(PROVIDED DATA begins)

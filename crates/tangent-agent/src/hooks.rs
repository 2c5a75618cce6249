//! Pre- and post-tool hook chains.
//!
//! Hooks compose left to right. A pre-tool hook may rewrite the arguments,
//! deny the invocation with a reason, or defer it to the caller with a
//! confirmation request; `deny` and `ask` short-circuit the rest of the
//! chain. Post-tool hooks see the raw outcome (value or error) and may
//! replace the value.

use async_trait::async_trait;
use serde_json::{Map, Value};
use std::sync::Arc;

use tangent::ToolCall;

use crate::confirmation::ConfirmationRequest;
use crate::context::AgentRunContext;

/// Outcome of the pre-tool hook chain.
#[derive(Debug, Clone)]
pub enum HookDecision {
    /// Proceed, possibly with rewritten arguments.
    Allow(Map<String, Value>),
    /// Skip the invocation; the reason becomes the tool result.
    Deny(String),
    /// Pause the invocation and ask the caller for approval.
    Ask(ConfirmationRequest),
}

/// A user-supplied observer/mutator of tool invocations.
#[async_trait]
pub trait ToolHook: Send + Sync {
    /// Runs before the tool executes. The call's arguments reflect any
    /// rewrites made by earlier hooks in the chain.
    async fn before_tool(&self, call: &ToolCall, _context: &AgentRunContext) -> HookDecision {
        HookDecision::Allow(call.function.arguments.clone())
    }

    /// Runs after the tool executed (or failed). Return `Some` to replace
    /// the tool's value; errors cannot be swallowed here.
    async fn after_tool(
        &self,
        _call: &ToolCall,
        _outcome: Result<&Value, &anyhow::Error>,
    ) -> Option<Value> {
        None
    }
}

/// An ordered chain of hooks.
#[derive(Clone, Default)]
pub struct HookChain {
    hooks: Vec<Arc<dyn ToolHook>>,
}

impl HookChain {
    pub fn new() -> Self {
        Self::default()
    }

    pub fn add(&mut self, hook: Arc<dyn ToolHook>) -> &mut Self {
        self.hooks.push(hook);
        self
    }

    pub fn is_empty(&self) -> bool {
        self.hooks.is_empty()
    }

    /// Fold the pre-tool chain over the call. Each `Allow` threads its
    /// (possibly rewritten) arguments into the next hook; `Deny`/`Ask` stop
    /// the fold.
    pub async fn run_before(&self, call: &ToolCall, context: &AgentRunContext) -> HookDecision {
        let mut current = call.clone();
        for hook in &self.hooks {
            match hook.before_tool(&current, context).await {
                HookDecision::Allow(arguments) => current.function.arguments = arguments,
                decision @ (HookDecision::Deny(_) | HookDecision::Ask(_)) => return decision,
            }
        }
        HookDecision::Allow(current.function.arguments)
    }

    /// Run the post-tool chain on the raw outcome; the last replacement wins.
    pub async fn run_after(
        &self,
        call: &ToolCall,
        value: Option<&Value>,
        error: Option<&anyhow::Error>,
    ) -> Option<Value> {
        let mut replacement: Option<Value> = None;
        for hook in &self.hooks {
            let outcome: Result<&Value, &anyhow::Error> = match (&replacement, value, error) {
                (Some(replaced), _, None) => Ok(replaced),
                (None, Some(v), None) => Ok(v),
                (_, _, Some(e)) => Err(e),
                (None, None, None) => continue,
            };
            if let Some(new_value) = hook.after_tool(call, outcome).await {
                replacement = Some(new_value);
            }
        }
        replacement
    }
}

(PROVIDED DATA ends)

-- TASK DESCRIPTION --
Repeat exactly the lines above from the one with "use crate::context::AgentRunContext;" up to and including the one with "Self::default()". No other line belongs in the reply.

-- RESULT OF THIS TASK --
use crate::context::AgentRunContext;

/// Outcome of the pre-tool hook chain.
#[derive(Debug, Clone)]
pub enum HookDecision {
    /// Proceed, possibly with rewritten arguments.
    Allow(Map<String, Value>),
    /// Skip the invocation; the reason becomes the tool result.
    Deny(String),
    /// Pause the invocation and ask the caller for approval.
    Ask(ConfirmationRequest),
}

/// A user-supplied observer/mutator of tool invocations.
#[async_trait]
pub trait ToolHook: Send + Sync {
    /// Runs before the tool executes. The call's arguments reflect any
    /// rewrites made by earlier hooks in the chain.
    async fn before_tool(&self, call: &ToolCall, _context: &AgentRunContext) -> HookDecision {
        HookDecision::Allow(call.function.arguments.clone())
    }

    /// Runs after the tool executed (or failed). Return `Some` to replace
    /// the tool's value; errors cannot be swallowed here.
    async fn after_tool(
        &self,
        _call: &ToolCall,
        _outcome: Result<&Value, &anyhow::Error>,
    ) -> Option<Value> {
        None
    }
}

/// An ordered chain of hooks.
#[derive(Clone, Default)]
pub struct HookChain {
    hooks: Vec<Arc<dyn ToolHook>>,
}

impl HookChain {
    pub fn new() -> Self {
        Self::default()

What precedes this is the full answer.